━━ Entries provided

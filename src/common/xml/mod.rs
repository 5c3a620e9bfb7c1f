//! XML text helpers shared by the markup parser and serializer.

pub mod escape;

pub use escape::{escape_attribute, escape_text, resolve_entity, unescape_xml};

━━━━

• **Instructions for the task**
Output an exact copy of each record.

• **Answer box**
filename src/common/xml/mod.rs
repository 5c3a620e9bfb7c1f
//! XML text helpers shared by the markup parser and serializer.

pub mod escape;

pub use escape::{escape_attribute, escape_text, resolve_entity, unescape_xml};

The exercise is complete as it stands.